Soon after Roe v. Wade was overturned, a neonatal nurse took to a local Ohio newspaper to share how strongly she agreed with the Supreme Court’s opinion. Instead of explicitly expressing religious views or personal beliefs, she shared that in her “professional experience” the 1973 cementing of national abortion rights “led to the utter demise of respect for humanity at any lifestage and has, singlehandedly, led to a demise in our societal culture and ethical values.” She noted that 99 percent of people seeking abortions are doing so “as a birth control method.”
The newspaper piece is a startling artifact of the anti-choice movement. The American College of Obstetricians and Gynecologists is firm in its own stance: “Abortion is an essential component of comprehensive, evidence-based health care.” Research shows that the reasons why people seek abortions are myriad—including because they want to be able to adequately care for their current children.
A nurse straying from expert consensus isn’t so unusual. A surprising amount of anti-science drivel is spread by health care workers themselves, whether from dubious professional associations of OB-GYNs falsely claiming that abortion raises suicide rates (it doesn’t), fringier types who tell legislatures that vaccines leave people magnetized, or skilled merchants of doubt with dozens of employees and formidable financial war chests who profit off all sorts of unproven treatments.
Now, calls are growing to sanction doctors who weaponize their white coats to undermine science, in particular when it comes to one of the biggest health concerns of our time: the pandemic. (Doctors are usually only disciplined for egregious misconduct, and boards have been reluctant to punish doctors who make false statements outside of health care settings—that Dr. Oz is still has a license is telling).
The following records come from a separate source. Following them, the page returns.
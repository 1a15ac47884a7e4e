//! The data overview step: schema, non-null counts, and the deep memory
//! footprint of the loaded table.

use crate::{dataset::Dataset, table};

pub fn print_overview(dataset: &Dataset) {
    let headers = vec![
        "column".to_string(),
        "type".to_string(),
        "non_null".to_string(),
        "bytes".to_string(),
    ];
    let rows = overview_rows(dataset);
    println!("Data information:");
    println!(
        "{} row(s) across {} column(s)",
        dataset.row_count(),
        dataset.schema.columns.len()
    );
    table::print_table(&headers, &rows);
    println!("Total bytes in use: {} B", dataset.memory_usage());
}

fn overview_rows(dataset: &Dataset) -> Vec<Vec<String>> {
    let non_null = dataset.non_null_counts();
    let bytes = dataset.column_bytes();
    dataset
        .schema
        .columns
        .iter()
        .enumerate()
        .map(|(idx, col)| {
            vec![
                col.name.clone(),
                col.datatype.to_string(),
                non_null[idx].to_string(),
                bytes[idx].to_string(),
            ]
        })
        .collect()
}

#[cfg(test)]
mod tests {
    use super::*;
    use encoding_rs::UTF_8;
    use std::io::Write;

    #[test]
    fn overview_rows_cover_every_column() {
        let dir = tempfile::tempdir().expect("temp dir");
        let path = dir.path().join("sets.csv");
        let mut file = std::fs::File::create(&path).expect("create csv");
        file.write_all(b"set_num,name,year,num_parts\n001-1,Gears,1965,43\n")
            .expect("write csv");
        let dataset = Dataset::load(&path, b',', UTF_8).expect("load");

        let rows = overview_rows(&dataset);
        assert_eq!(rows.len(), 4);
        assert_eq!(rows[2][0], "year");
        assert_eq!(rows[2][1], "integer");
        assert_eq!(rows[2][2], "1");
        assert_eq!(rows[0][1], "string");
    }
}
The Federation of State Medical Boards warned that spreading information about COVID-19 vaccines or treatments that wasn’t “consensus-driven” could lead to suspension or revocation of a physician’s medical license. Accrediting societies followed suit with a sternly worded email to members warning that peddling misinformation could put their board certifications at risk. Even lawmakers have jumped into the fray: The California Legislature is considering a bill to strip doctors who spout misinformation to their patients of their medical licenses.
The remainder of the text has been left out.